Dans ce court extrait, l’expression « porter du fruit » revient très souvent. Aurions-nous à faire à un de ces producteurs terriens dont le rendement est le seul critère ? Nous sommes conscients aujourd’hui des conséquences néfastes d’une exploitation de la terre à outrance avec l’utilisation d’engrais chimiques, de pesticides ou encore d’insecticides. La production à tout prix comporte un coût social à long terme totalement inacceptable.

Pour bien interpréter cette insistance de Jésus, j’aimerais attirer votre attention sur la finale de l’évangile où il affirme : « ce qui fait la gloire de mon Père, c’est que vous portiez beaucoup de fruit ». Le critère ultime n’est pas la maximisation du profit, mais la gloire du Père. Pour essayer de comprendre ce que peut signifier cette gloire, je me suis rappelé ma propre expérience de jardinier. Chaque année, dans la cour intérieure, je cultivais des roses. Quand étais-je heureux? Quand la première rose apparaissait. J’ai aussi pensé au frère Martin qui avait un grand jardin de fleurs et de légumes. Sa joie : ses premières tomates, bien rouges, bien juteuses. Il était heureux de nous les partager. En passant, on m’a dit qu’il avait déjà commencé à travailler dans son jardin à Québec. Pensez également à vous avec vos boîtes à fleurs ou vos corbeilles à fleurs. Vous êtes heureux des fleurs qui les composent et fiers de les montrer. Ainsi, me semble-t-il, en est-il de Dieu. Il se réjouit, il est heureux, il trouve sa gloire dans tout être humain qui porte de beaux fruits.

Mais qu’est-ce que porter du fruit? Jésus le dit : « quand vous êtes pour moi des disciples ». Dans la seconde lecture, l’apôtre Jean spécifie : « mettre notre foi dans le nom de son Fils Jésus Christ — ce qui correspond à être ses disciples — et lorsque nous nous aimons les autres ».

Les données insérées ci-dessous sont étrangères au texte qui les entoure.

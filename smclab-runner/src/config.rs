//! Serializable backtest configuration.
//!
//! A [`BacktestConfig`] is read from TOML and validated into the core types the
//! runner needs: [`RiskParams`] in price units, a [`SignalEngine`], a
//! [`SessionTable`] and the pattern filter. Risk distances are written in pips
//! and converted with `pip_size`.
//!
//! ```toml
//! [backtest]
//! symbol = "EURUSD"
//! reference = "15m"
//! warmup_bars = 50
//!
//! [risk]
//! pip_size = 0.0001
//! pip_value = 10.0
//! stop_loss_pips = 35.0
//! # ...
//!
//! [engine]
//! threshold = 0.5
//!
//! [[engine.strategies]]
//! type = "preset"
//! preset = "smc"
//! weight = 1.0
//! ```

use std::path::Path;

use serde::{Deserialize, Serialize};
use thiserror::Error;

use smclab_core::patterns::PatternKind;
use smclab_core::session::{Session, SessionError, SessionTable, SessionWindow};
use smclab_core::signal_engine::{EngineError, SignalEngine};
use smclab_core::simulator::{RiskError, RiskParams};
use smclab_core::strategy::{ConfluenceScorer, Preset, ScorerConfig, Strategy};

/// Unique identifier for a backtest run (content-addressable hash).
pub type RunId = String;

/// Errors from reading or validating a configuration.
#[derive(Debug, Error)]
pub enum ConfigError {
    #[error("failed to read config {path}: {source}")]
    Io {
        path: String,
        #[source]
        source: std::io::Error,
    },

    #[error("failed to parse config: {0}")]
    Parse(#[from] toml::de::Error),

    #[error("failed to serialize config: {0}")]
    Serialize(#[from] serde_json::Error),

    #[error("invalid risk parameters: {0}")]
    Risk(#[from] RiskError),

    #[error("invalid engine: {0}")]
    Engine(#[from] EngineError),

    #[error("invalid session table: {0}")]
    Sessions(#[from] SessionError),

    #[error("symbol must not be empty")]
    EmptySymbol,

    #[error("reference timeframe must not be empty")]
    EmptyReference,

    #[error("pattern mode needs at least one pattern kind")]
    NoPatternKinds,
}

/// Where entry signals come from.
#[derive(Debug, Clone, Copy, Default, PartialEq, Eq, Serialize, Deserialize)]
#[serde(rename_all = "snake_case")]
pub enum SignalSource {
    /// Weighted engine decision on the aligned frame.
    #[default]
    Engine,
    /// Raw detector signals on the reference timeframe.
    Patterns,
}

fn default_allow_overlap() -> bool {
    false
}

/// `[backtest]` section.
#[derive(Debug, Clone, PartialEq, Serialize, Deserialize)]
pub struct BacktestSection {
    pub symbol: String,
    /// Timeframe label that drives the bar-by-bar walk.
    pub reference: String,
    /// Bars skipped before the first evaluation.
    #[serde(default)]
    pub warmup_bars: usize,
    /// Allow a new entry while a previous trade is still open.
    #[serde(default = "default_allow_overlap")]
    pub allow_overlap: bool,
    #[serde(default)]
    pub signal_source: SignalSource,
}

/// `[risk]` section. Distances are in pips.
#[derive(Debug, Clone, Copy, PartialEq, Serialize, Deserialize)]
pub struct RiskSection {
    pub pip_size: f64,
    pub pip_value: f64,
    pub stop_loss_pips: f64,
    pub take_profit_pips: f64,
    pub break_even_trigger_pips: f64,
    pub break_even_buffer_pips: f64,
    pub partial_trigger_pips: f64,
    pub partial_ratio: f64,
    pub trail_trigger_pips: f64,
    pub trail_distance_pips: f64,
}

impl RiskSection {
    /// Convert pip distances to price units and validate them.
    pub fn to_params(&self) -> Result<RiskParams, RiskError> {
        let pip = self.pip_size;
        let params = RiskParams {
            pip_size: pip,
            pip_value: self.pip_value,
            stop_loss: self.stop_loss_pips * pip,
            take_profit: self.take_profit_pips * pip,
            break_even_trigger: self.break_even_trigger_pips * pip,
            break_even_buffer: self.break_even_buffer_pips * pip,
            partial_trigger: self.partial_trigger_pips * pip,
            partial_ratio: self.partial_ratio,
            trail_trigger: self.trail_trigger_pips * pip,
            trail_distance: self.trail_distance_pips * pip,
        };
        params.validate()?;
        Ok(params)
    }
}

/// One weighted strategy of the engine.
#[derive(Debug, Clone, PartialEq, Serialize, Deserialize)]
#[serde(tag = "type", rename_all = "snake_case")]
pub enum StrategyEntry {
    Preset { preset: Preset, weight: f64 },
    Custom { config: ScorerConfig, weight: f64 },
}

impl StrategyEntry {
    pub fn weight(&self) -> f64 {
        match self {
            Self::Preset { weight, .. } | Self::Custom { weight, .. } => *weight,
        }
    }

    pub fn scorer_config(&self) -> ScorerConfig {
        match self {
            Self::Preset { preset, .. } => preset.config(),
            Self::Custom { config, .. } => config.clone(),
        }
    }
}

/// `[engine]` section.
#[derive(Debug, Clone, PartialEq, Serialize, Deserialize)]
pub struct EngineSection {
    pub threshold: f64,
    pub strategies: Vec<StrategyEntry>,
}

/// `[sessions]` section. Omitted means the standard table.
#[derive(Debug, Clone, PartialEq, Eq, Serialize, Deserialize)]
pub struct SessionsSection {
    pub windows: Vec<SessionWindow>,
}

/// `[patterns]` section, used when `signal_source = "patterns"`.
#[derive(Debug, Clone, PartialEq, Eq, Serialize, Deserialize)]
pub struct PatternsSection {
    #[serde(default = "default_pattern_kinds")]
    pub kinds: Vec<PatternKind>,
    /// Sessions in which signals may trigger entries. Empty means all.
    #[serde(default)]
    pub sessions: Vec<Session>,
    /// Trade against the signal bias instead of with it.
    #[serde(default)]
    pub fade: bool,
}

fn default_pattern_kinds() -> Vec<PatternKind> {
    PatternKind::ALL.to_vec()
}

impl Default for PatternsSection {
    fn default() -> Self {
        Self {
            kinds: default_pattern_kinds(),
            sessions: Vec::new(),
            fade: false,
        }
    }
}

impl PatternsSection {
    /// Whether a signal tagged with `session` may trigger an entry.
    pub fn admits(&self, session: Session) -> bool {
        self.sessions.is_empty() || self.sessions.contains(&session)
    }
}

/// Full backtest configuration as read from TOML.
#[derive(Debug, Clone, PartialEq, Serialize, Deserialize)]
pub struct BacktestConfig {
    pub backtest: BacktestSection,
    pub risk: RiskSection,
    pub engine: EngineSection,
    #[serde(default)]
    pub sessions: Option<SessionsSection>,
    #[serde(default)]
    pub patterns: PatternsSection,
}

impl BacktestConfig {
    pub fn from_toml(text: &str) -> Result<Self, ConfigError> {
        let config: Self = toml::from_str(text)?;
        config.validate()?;
        Ok(config)
    }

    pub fn load(path: &Path) -> Result<Self, ConfigError> {
        let text = std::fs::read_to_string(path).map_err(|source| ConfigError::Io {
            path: path.display().to_string(),
            source,
        })?;
        Self::from_toml(&text)
    }

    /// Check every section by building the core types once.
    pub fn validate(&self) -> Result<(), ConfigError> {
        if self.backtest.symbol.trim().is_empty() {
            return Err(ConfigError::EmptySymbol);
        }
        if self.backtest.reference.trim().is_empty() {
            return Err(ConfigError::EmptyReference);
        }
        self.risk_params()?;
        self.build_engine()?;
        if self.backtest.signal_source == SignalSource::Patterns && self.patterns.kinds.is_empty() {
            return Err(ConfigError::NoPatternKinds);
        }
        if self.backtest.signal_source == SignalSource::Engine && self.engine.threshold == 0.0 {
            tracing::warn!("engine threshold is 0: neutral bars decide Buy and are never traded");
        }
        Ok(())
    }

    pub fn risk_params(&self) -> Result<RiskParams, ConfigError> {
        Ok(self.risk.to_params()?)
    }

    pub fn session_table(&self) -> Result<SessionTable, ConfigError> {
        match &self.sessions {
            Some(section) => Ok(SessionTable::new(section.windows.clone())?),
            None => Ok(SessionTable::standard()),
        }
    }

    /// Build the weighted engine, one scorer per configured strategy.
    pub fn build_engine(&self) -> Result<SignalEngine, ConfigError> {
        let sessions = self.session_table()?;
        let strategies: Vec<Box<dyn Strategy>> = self
            .engine
            .strategies
            .iter()
            .map(|s| Box::new(ConfluenceScorer::new(s.scorer_config(), sessions.clone())) as Box<dyn Strategy>)
            .collect();
        let weights = self.engine.strategies.iter().map(StrategyEntry::weight).collect();
        Ok(SignalEngine::new(strategies, weights, self.engine.threshold)?)
    }

    /// Every timeframe label some strategy reads, reference first.
    pub fn timeframes(&self) -> Vec<String> {
        let mut labels = vec![self.backtest.reference.clone()];
        for entry in &self.engine.strategies {
            for tf in entry.scorer_config().timeframes {
                if !labels.contains(&tf.timeframe) {
                    labels.push(tf.timeframe);
                }
            }
        }
        labels
    }

    /// Deterministic hash ID for this configuration.
    ///
    /// Two runs with identical configs share the same id.
    pub fn run_id(&self) -> Result<RunId, ConfigError> {
        let json = serde_json::to_string(self)?;
        Ok(blake3::hash(json.as_bytes()).to_hex().to_string())
    }
}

Nous sommes la gloire de Dieu. Réalisez-vous l’énormité ou l’extravagance d’une telle affirmation? Nous qui sommes moins qu’un grain de sable dans l’univers, nous serions le bonheur et la joie du Père. Au IIe siècle, l’évêque saint Irénée de Lyon affirmait : « la gloire de Dieu, c’est l’homme vivant ». Nous soulignons à juste titre l’importance du salut que Dieu nous accorde, de sa miséricorde et de cette vie en plénitude qu’il répand en nous, mais il faut aussi insister sur le fait que Dieu tire sa joie de tout être humain bien vivant, qui se tient debout et qui, comme lui, aime d’un amour réel, concret, fût-il exigeant, quotidien, et qui est devenu le centre de sa vie.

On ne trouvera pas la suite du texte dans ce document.